The investors’ only outlay is the use of their good credit to obtain the mortgage that is used to purchase the home. They provide no funds for the home purchase. All funds are provided by the credit-challenged home-seeker.

Although credit-challenged, buyer’s must have at least 5 percent of the home’s purchase price — 2 percent if the seller contributes 3 percent — for the down payment, and must pay the investor’s “good faith estimate” of the closing costs in advance of closing as well as the cost of any home inspection demanded by UMC, according to the Web site.

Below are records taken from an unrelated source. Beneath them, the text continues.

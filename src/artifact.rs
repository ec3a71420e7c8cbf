//! Model artifact: fitted forest, label codec and feature imputation
//! medians, persisted together as one JSON document.

use chrono::{DateTime, Utc};
use serde::{Deserialize, Serialize};
use std::fs::{self, File};
use std::io::{BufReader, BufWriter, Write};
use std::path::Path;
use tracing::info;

use crate::codec::LabelCodec;
use crate::error::{PipelineError, Result};
use crate::forest::RandomForest;
use crate::models::{KpiVector, FEATURE_NAMES};
use crate::normalize::median;

pub const ARTIFACT_VERSION: u32 = 1;

/// Fills missing KPI averages with the medians seen at training time, so
/// training and inference build feature rows the same way.
#[derive(Debug, Clone, PartialEq, Serialize, Deserialize)]
pub struct FeatureImputer {
    medians: [f64; 5],
}

impl FeatureImputer {
    pub fn fit(rows: &[KpiVector]) -> Self {
        let mut medians = [0.0; 5];
        for (col, slot) in medians.iter_mut().enumerate() {
            let column: Vec<Option<f64>> = rows.iter().map(|r| r.values()[col]).collect();
            *slot = median(&column).unwrap_or(0.0);
        }
        Self { medians }
    }

    pub fn transform(&self, kpis: &KpiVector) -> Vec<f64> {
        kpis.values()
            .iter()
            .zip(self.medians)
            .map(|(v, m)| v.unwrap_or(m))
            .collect()
    }

    pub fn medians(&self) -> &[f64; 5] {
        &self.medians
    }
}

#[derive(Debug, Clone, PartialEq, Serialize, Deserialize)]
pub struct ModelArtifact {
    pub version: u32,
    pub trained_at: DateTime<Utc>,
    pub feature_names: Vec<String>,
    pub codec: LabelCodec,
    pub imputer: FeatureImputer,
    pub forest: RandomForest,
}

impl ModelArtifact {
    pub fn new(codec: LabelCodec, imputer: FeatureImputer, forest: RandomForest) -> Self {
        Self {
            version: ARTIFACT_VERSION,
            trained_at: Utc::now(),
            feature_names: FEATURE_NAMES.iter().map(|s| s.to_string()).collect(),
            codec,
            imputer,
            forest,
        }
    }

    /// Consistency between the pieces; the error is a human-readable reason
    pub fn validate(&self) -> std::result::Result<(), String> {
        if self.version != ARTIFACT_VERSION {
            return Err(format!(
                "artifact version {} (expected {})",
                self.version, ARTIFACT_VERSION
            ));
        }
        if self.feature_names != FEATURE_NAMES {
            return Err(format!(
                "feature names {:?} (expected {:?})",
                self.feature_names, FEATURE_NAMES
            ));
        }
        if self.codec.len() != self.forest.n_classes() {
            return Err(format!(
                "codec has {} classes but model has {}",
                self.codec.len(),
                self.forest.n_classes()
            ));
        }
        if self.forest.n_features() != FEATURE_NAMES.len() || !self.forest.is_well_formed() {
            return Err("model trees are malformed".to_string());
        }
        Ok(())
    }

    pub fn save(&self, path: &Path) -> Result<()> {
        if let Some(parent) = path.parent().filter(|p| !p.as_os_str().is_empty()) {
            fs::create_dir_all(parent)?;
        }
        let mut writer = BufWriter::new(File::create(path)?);
        serde_json::to_writer(&mut writer, self)?;
        writer.flush()?;
        info!("Model saved to {}", path.display());
        Ok(())
    }

    /// Load and validate. Every failure is reported as `ArtifactUnavailable`.
    pub fn load(path: &Path) -> Result<Self> {
        let unavailable = |reason: String| PipelineError::ArtifactUnavailable {
            path: path.to_path_buf(),
            reason,
        };

        let file = File::open(path).map_err(|e| unavailable(e.to_string()))?;
        let artifact: ModelArtifact = serde_json::from_reader(BufReader::new(file))
            .map_err(|e| unavailable(format!("corrupt artifact: {e}")))?;
        artifact.validate().map_err(unavailable)?;

        info!(
            "Loaded model trained at {} ({} trees, classes {:?})",
            artifact.trained_at,
            artifact.forest.n_trees(),
            artifact.codec.class_names()
        );
        Ok(artifact)
    }
}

The credit-challenged home buyer also may have to pay a one-time, up-front fee to UMC’s management company to protect the investor should they not make even the first payment.

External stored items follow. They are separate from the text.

//! Supplier aggregator: per-vendor mean KPIs over normalized shipments

use std::collections::BTreeMap;
use tracing::info;

use crate::models::{KpiVector, NormalizedShipment, SupplierMetrics};

/// Running sum and count for a mean that skips nulls
#[derive(Debug, Default, Clone, Copy)]
struct Mean {
    sum: f64,
    count: usize,
}

impl Mean {
    fn push(&mut self, value: Option<f64>) {
        if let Some(v) = value {
            self.sum += v;
            self.count += 1;
        }
    }

    fn value(&self) -> Option<f64> {
        (self.count > 0).then(|| self.sum / self.count as f64)
    }
}

#[derive(Debug, Default)]
struct SupplierAccumulator {
    shipments: usize,
    delay: Mean,
    fulfillment: Mean,
    late: Mean,
    freight: Mean,
    order_value: Mean,
}

impl SupplierAccumulator {
    fn push(&mut self, s: &NormalizedShipment) {
        self.shipments += 1;
        self.delay.push(s.delivery_delay_days.map(|d| d as f64));
        self.fulfillment.push(s.fulfillment_time_days.map(|d| d as f64));
        self.late.push(Some(f64::from(s.late_flag)));
        self.freight.push(Some(s.freight_cost));
        self.order_value.push(Some(s.line_item_value));
    }

    fn finish(self, vendor: String) -> SupplierMetrics {
        SupplierMetrics {
            vendor,
            shipments: self.shipments,
            kpis: KpiVector {
                avg_delivery_delay_days: self.delay.value(),
                avg_fulfillment_time_days: self.fulfillment.value(),
                // every accumulator has at least one shipment
                late_delivery_rate: self.late.value().unwrap_or_default(),
                avg_freight_cost: self.freight.value().unwrap_or_default(),
                avg_order_value: self.order_value.value().unwrap_or_default(),
            },
        }
    }
}

/// Group shipments by exact vendor string and average each KPI. Output is
/// one entry per distinct vendor, sorted by vendor.
pub fn aggregate_suppliers(shipments: &[NormalizedShipment]) -> Vec<SupplierMetrics> {
    let mut groups: BTreeMap<&str, SupplierAccumulator> = BTreeMap::new();
    for shipment in shipments {
        groups.entry(shipment.vendor.as_str()).or_default().push(shipment);
    }

    let metrics: Vec<SupplierMetrics> = groups
        .into_iter()
        .map(|(vendor, acc)| acc.finish(vendor.to_string()))
        .collect();

    info!("Aggregated {} shipments into {} suppliers", shipments.len(), metrics.len());
    metrics
}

“Both of these uses of persons with good credit are fraud,” mortgage broker Ginny Ferguson told MortgageDaily.com.

Borrowers using the piggybacking of credit are committing fraud by not revealing how they achieved their improved credit rating while investors involved in the UMC program would be committing fraud against the lender if they certify that the funds used to obtain the mortgage are theirs, as required in most loan applications, explained Feguson, a credit expert for the National Association of Mortgage Brokers who works with Pleasanton, Calif.-based Heritage Valley Mortgage.

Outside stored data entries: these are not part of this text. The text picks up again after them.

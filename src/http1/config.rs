// +-----------------------------------------------------------------------------------------------+
// | Copyright 2016 Sean Kerr                                                                      |
// |                                                                                               |
// | Licensed under the Apache License, Version 2.0 (the "License");                               |
// | you may not use this file except in compliance with the License.                              |
// | You may obtain a copy of the License at                                                       |
// |                                                                                               |
// |  http://www.apache.org/licenses/LICENSE-2.0                                                   |
// |                                                                                               |
// | Unless required by applicable law or agreed to in writing, software                           |
// | distributed under the License is distributed on an "AS IS" BASIS,                             |
// | WITHOUT WARRANTIES OR CONDITIONS OF ANY KIND, either express or implied.                      |
// | See the License for the specific language governing permissions and                           |
// | limitations under the License.                                                                |
// +-----------------------------------------------------------------------------------------------+
// | Author: Sean Kerr <sean@code-box.org>                                                         |
// +-----------------------------------------------------------------------------------------------+

//! Parser configuration.

/// Default read buffer size, in bytes.
pub const DEFAULT_BUFFER_SIZE: usize = 8192;

/// Default limit on the start-line and header section, in bytes.
pub const DEFAULT_MAX_HEAD_LENGTH: usize = 80 * 1024;

/// Configuration errors.
#[derive(Clone,Copy,Debug,PartialEq,thiserror::Error)]
pub enum ConfigError {
    /// The read buffer size is zero.
    #[error("buffer size must be greater than zero")]
    BufferSize
}

/// Parser configuration.
///
/// ```
/// use http_feed::http1::Config;
///
/// let config = Config::new().with_buffer_size(4096)
///                           .unwrap()
///                           .with_max_head_length(None);
///
/// assert_eq!(config.buffer_size(), 4096);
/// assert_eq!(config.max_head_length(), None);
/// ```
#[derive(Clone,Copy,Debug,PartialEq)]
pub struct Config {
    /// Read buffer size.
    buffer_size: usize,

    /// Head length limit.
    max_head_length: Option<usize>
}

impl Config {
    /// Create a new `Config` with default values.
    pub fn new() -> Config {
        Config{
            buffer_size:     DEFAULT_BUFFER_SIZE,
            max_head_length: Some(DEFAULT_MAX_HEAD_LENGTH)
        }
    }

    /// Retrieve the size of each chunk read by
    /// [`Parser::parse_reader()`](struct.Parser.html#method.parse_reader).
    pub fn buffer_size(&self) -> usize {
        self.buffer_size
    }

    /// Retrieve the limit on the start-line, header section, and trailer section of a message,
    /// combined.
    pub fn max_head_length(&self) -> Option<usize> {
        self.max_head_length
    }

    /// Set the read buffer size.
    ///
    /// # Errors
    ///
    /// `ConfigError::BufferSize` when `size` is zero.
    pub fn with_buffer_size(mut self, size: usize) -> Result<Config, ConfigError> {
        if size == 0 {
            return Err(ConfigError::BufferSize);
        }

        self.buffer_size = size;

        Ok(self)
    }

    /// Set the head length limit. `None` disables the limit.
    pub fn with_max_head_length(mut self, length: Option<usize>) -> Config {
        self.max_head_length = length;
        self
    }
}

impl Default for Config {
    fn default() -> Config {
        Config::new()
    }
}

“It’s like a straw buyer in reverse,” she said.

Spokespeople at Freddie Mac and Fannie Mae said it is unlikely that either government sponsored enterprise would purchase the investors’ mortgages.

When the investors sell the homes they purchased they do so at a price that is higher than what they paid, and with higher interest rates than those investors are paying, according to the UMC Web site.

“UMC and the IPFs [independent private financiers] are not breaking any laws and the IPFs are not hard money lenders, straw men or predatory lenders,” it states, and maintains that there is “nothing illegal, immoral or unethical” about the use of installment contracts.

“Everything from homes to cars is sold on installment contracts,” the site states.

But a HUD official, speaking off the record to MortgageDaily.com, said that the use of installment contracts is “how they get away with the poor credit and all that stuff” with the loans.

Unlike with a mortgage, where title to the property is passed to the mortgagee, with an installment contract, title typically does not pass to the borrower until the final payment is made, Chicago real estate attorney Joseph Putnick told MortgageDaily.com.

“The technicality is that when you sell under a contract, it’s not a sale, so technically it’s not governed by the RESPA laws,” explained Putnick, whose familiarity with installment contracts dates back more than three decades when he handled many suits by home purchasers with installment contracts. “And you don’t get any equity until you pay off the contract.”

But he said that everything about this approach, unlike the piggybacking of credit, is “probably legal, as long as everything is upfront. And the amazing thing is they’re upfront about it.”

UMC, with its installment contracts, does not offer any grace period to borrowers, a stipulation, according to UMC, that is included because the investor needs the money to pay his mortgage on the home and, if a payment is not coming, needs time to make some other arrangement to obtain funds for the monthly mortgage payment.

“If someone with bad credit can’t make the payment,” Freddie Mac spokesman Brad German told Mortgage Daily.com, “the house goes into foreclosure and the person with good credit has his credit damaged and now has a foreclosure to deal with.”

He also said UMC’s use of investors “has a lot of resemblances to a straw buyer situation — someone with good credit is buying on behalf of someone with poor credit. That’s basically what a straw buyer is.”

And another aspect of the UMC process is akin to flipping, German said.

This happens when the investors’ purchases and the credit challenged borrowers’ purchases occur, “there will be a simultaneous closing,” but with the sales price to the credit-challenged person increased, “because that is what investors do,” according to the UMC Web site.

And the fact that some of the funds received by investors could be viewed as a fee also creates the potential for the investor being charged with fraud, German said.

“These mortgages do not sound like the sort of thing we would knowingly be buying,” he concluded.